(Collected data entries)
--- START ---
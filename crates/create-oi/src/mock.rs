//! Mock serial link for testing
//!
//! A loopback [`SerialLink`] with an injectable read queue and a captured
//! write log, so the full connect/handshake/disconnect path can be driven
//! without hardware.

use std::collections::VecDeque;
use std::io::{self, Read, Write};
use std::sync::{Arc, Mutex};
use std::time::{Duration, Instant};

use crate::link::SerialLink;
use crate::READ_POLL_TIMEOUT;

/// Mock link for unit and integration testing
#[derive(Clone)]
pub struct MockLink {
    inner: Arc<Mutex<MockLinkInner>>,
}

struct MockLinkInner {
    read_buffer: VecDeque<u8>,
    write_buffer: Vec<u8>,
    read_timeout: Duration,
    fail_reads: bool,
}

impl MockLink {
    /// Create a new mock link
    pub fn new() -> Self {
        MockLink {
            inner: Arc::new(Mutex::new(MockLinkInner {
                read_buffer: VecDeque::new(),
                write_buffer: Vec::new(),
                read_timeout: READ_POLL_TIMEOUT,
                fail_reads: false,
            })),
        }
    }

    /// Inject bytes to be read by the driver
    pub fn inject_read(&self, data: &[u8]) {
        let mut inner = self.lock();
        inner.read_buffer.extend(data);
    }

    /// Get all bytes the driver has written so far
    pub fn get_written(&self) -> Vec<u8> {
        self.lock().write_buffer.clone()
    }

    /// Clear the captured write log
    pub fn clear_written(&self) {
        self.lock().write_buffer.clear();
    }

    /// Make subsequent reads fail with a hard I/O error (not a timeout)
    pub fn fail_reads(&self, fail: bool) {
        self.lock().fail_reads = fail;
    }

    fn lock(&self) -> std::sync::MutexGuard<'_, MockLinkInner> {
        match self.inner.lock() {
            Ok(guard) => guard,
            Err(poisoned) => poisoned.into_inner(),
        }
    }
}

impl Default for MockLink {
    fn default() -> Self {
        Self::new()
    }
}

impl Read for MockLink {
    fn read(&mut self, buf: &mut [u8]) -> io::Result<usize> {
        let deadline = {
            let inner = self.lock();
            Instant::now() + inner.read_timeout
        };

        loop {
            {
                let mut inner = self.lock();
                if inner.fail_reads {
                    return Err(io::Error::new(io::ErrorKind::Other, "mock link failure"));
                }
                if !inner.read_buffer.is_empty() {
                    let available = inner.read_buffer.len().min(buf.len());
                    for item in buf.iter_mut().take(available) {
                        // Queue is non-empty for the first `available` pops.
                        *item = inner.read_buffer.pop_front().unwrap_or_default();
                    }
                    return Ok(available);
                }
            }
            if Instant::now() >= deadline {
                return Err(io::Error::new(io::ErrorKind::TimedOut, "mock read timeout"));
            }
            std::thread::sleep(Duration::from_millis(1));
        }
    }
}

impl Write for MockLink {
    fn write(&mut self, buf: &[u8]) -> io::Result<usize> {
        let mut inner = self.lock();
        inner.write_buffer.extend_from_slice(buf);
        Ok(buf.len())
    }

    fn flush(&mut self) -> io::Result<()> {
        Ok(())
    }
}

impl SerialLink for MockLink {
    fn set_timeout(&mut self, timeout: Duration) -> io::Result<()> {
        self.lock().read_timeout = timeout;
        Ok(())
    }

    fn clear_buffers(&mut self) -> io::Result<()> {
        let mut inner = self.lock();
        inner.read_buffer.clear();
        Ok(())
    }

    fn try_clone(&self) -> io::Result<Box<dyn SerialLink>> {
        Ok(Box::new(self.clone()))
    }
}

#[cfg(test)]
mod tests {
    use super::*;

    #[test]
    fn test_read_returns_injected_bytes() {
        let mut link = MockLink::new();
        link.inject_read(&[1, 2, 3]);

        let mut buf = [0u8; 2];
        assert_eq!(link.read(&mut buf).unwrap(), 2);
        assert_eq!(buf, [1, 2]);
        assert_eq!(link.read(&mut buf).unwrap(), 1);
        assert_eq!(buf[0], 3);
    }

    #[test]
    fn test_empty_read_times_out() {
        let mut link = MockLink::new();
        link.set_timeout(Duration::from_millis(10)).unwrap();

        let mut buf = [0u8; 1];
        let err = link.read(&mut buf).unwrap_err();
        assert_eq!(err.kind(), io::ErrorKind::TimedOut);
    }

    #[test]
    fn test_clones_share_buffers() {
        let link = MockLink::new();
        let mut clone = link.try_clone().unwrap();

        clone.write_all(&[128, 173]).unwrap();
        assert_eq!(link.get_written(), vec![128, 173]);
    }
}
--- END ---
◆ TASK BRIEF ◆
Reproduce every line above, keeping each word exactly as it appears.

◆ THE COMPLETED TASK ◆
filename crates/create-oi/src/mock.rs
//! Mock serial link for testing
//!
//! A loopback [`SerialLink`] with an injectable read queue and a captured
//! write log, so the full connect/handshake/disconnect path can be driven
//! without hardware.

use std::collections::VecDeque;
use std::io::{self, Read, Write};
use std::sync::{Arc, Mutex};
use std::time::{Duration, Instant};

use crate::link::SerialLink;
use crate::READ_POLL_TIMEOUT;

/// Mock link for unit and integration testing
#[derive(Clone)]
pub struct MockLink {
    inner: Arc<Mutex<MockLinkInner>>,
}

struct MockLinkInner {
    read_buffer: VecDeque<u8>,
    write_buffer: Vec<u8>,
    read_timeout: Duration,
    fail_reads: bool,
}

impl MockLink {
    /// Create a new mock link
    pub fn new() -> Self {
        MockLink {
            inner: Arc::new(Mutex::new(MockLinkInner {
                read_buffer: VecDeque::new(),
                write_buffer: Vec::new(),
                read_timeout: READ_POLL_TIMEOUT,
                fail_reads: false,
            })),
        }
    }

    /// Inject bytes to be read by the driver
    pub fn inject_read(&self, data: &[u8]) {
        let mut inner = self.lock();
        inner.read_buffer.extend(data);
    }

    /// Get all bytes the driver has written so far
    pub fn get_written(&self) -> Vec<u8> {
        self.lock().write_buffer.clone()
    }

    /// Clear the captured write log
    pub fn clear_written(&self) {
        self.lock().write_buffer.clear();
    }

    /// Make subsequent reads fail with a hard I/O error (not a timeout)
    pub fn fail_reads(&self, fail: bool) {
        self.lock().fail_reads = fail;
    }

    fn lock(&self) -> std::sync::MutexGuard<'_, MockLinkInner> {
        match self.inner.lock() {
            Ok(guard) => guard,
            Err(poisoned) => poisoned.into_inner(),
        }
    }
}

impl Default for MockLink {
    fn default() -> Self {
        Self::new()
    }
}

impl Read for MockLink {
    fn read(&mut self, buf: &mut [u8]) -> io::Result<usize> {
        let deadline = {
            let inner = self.lock();
            Instant::now() + inner.read_timeout
        };

        loop {
            {
                let mut inner = self.lock();
                if inner.fail_reads {
                    return Err(io::Error::new(io::ErrorKind::Other, "mock link failure"));
                }
                if !inner.read_buffer.is_empty() {
                    let available = inner.read_buffer.len().min(buf.len());
                    for item in buf.iter_mut().take(available) {
                        // Queue is non-empty for the first `available` pops.
                        *item = inner.read_buffer.pop_front().unwrap_or_default();
                    }
                    return Ok(available);
                }
            }
            if Instant::now() >= deadline {
                return Err(io::Error::new(io::ErrorKind::TimedOut, "mock read timeout"));
            }
            std::thread::sleep(Duration::from_millis(1));
        }
    }
}

impl Write for MockLink {
    fn write(&mut self, buf: &[u8]) -> io::Result<usize> {
        let mut inner = self.lock();
        inner.write_buffer.extend_from_slice(buf);
        Ok(buf.len())
    }

    fn flush(&mut self) -> io::Result<()> {
        Ok(())
    }
}

impl SerialLink for MockLink {
    fn set_timeout(&mut self, timeout: Duration) -> io::Result<()> {
        self.lock().read_timeout = timeout;
        Ok(())
    }

    fn clear_buffers(&mut self) -> io::Result<()> {
        let mut inner = self.lock();
        inner.read_buffer.clear();
        Ok(())
    }

    fn try_clone(&self) -> io::Result<Box<dyn SerialLink>> {
        Ok(Box::new(self.clone()))
    }
}

#[cfg(test)]
mod tests {
    use super::*;

    #[test]
    fn test_read_returns_injected_bytes() {
        let mut link = MockLink::new();
        link.inject_read(&[1, 2, 3]);

        let mut buf = [0u8; 2];
        assert_eq!(link.read(&mut buf).unwrap(), 2);
        assert_eq!(buf, [1, 2]);
        assert_eq!(link.read(&mut buf).unwrap(), 1);
        assert_eq!(buf[0], 3);
    }

    #[test]
    fn test_empty_read_times_out() {
        let mut link = MockLink::new();
        link.set_timeout(Duration::from_millis(10)).unwrap();

        let mut buf = [0u8; 1];
        let err = link.read(&mut buf).unwrap_err();
        assert_eq!(err.kind(), io::ErrorKind::TimedOut);
    }

    #[test]
    fn test_clones_share_buffers() {
        let link = MockLink::new();
        let mut clone = link.try_clone().unwrap();

        clone.write_all(&[128, 173]).unwrap();
        assert_eq!(link.get_written(), vec![128, 173]);
    }
}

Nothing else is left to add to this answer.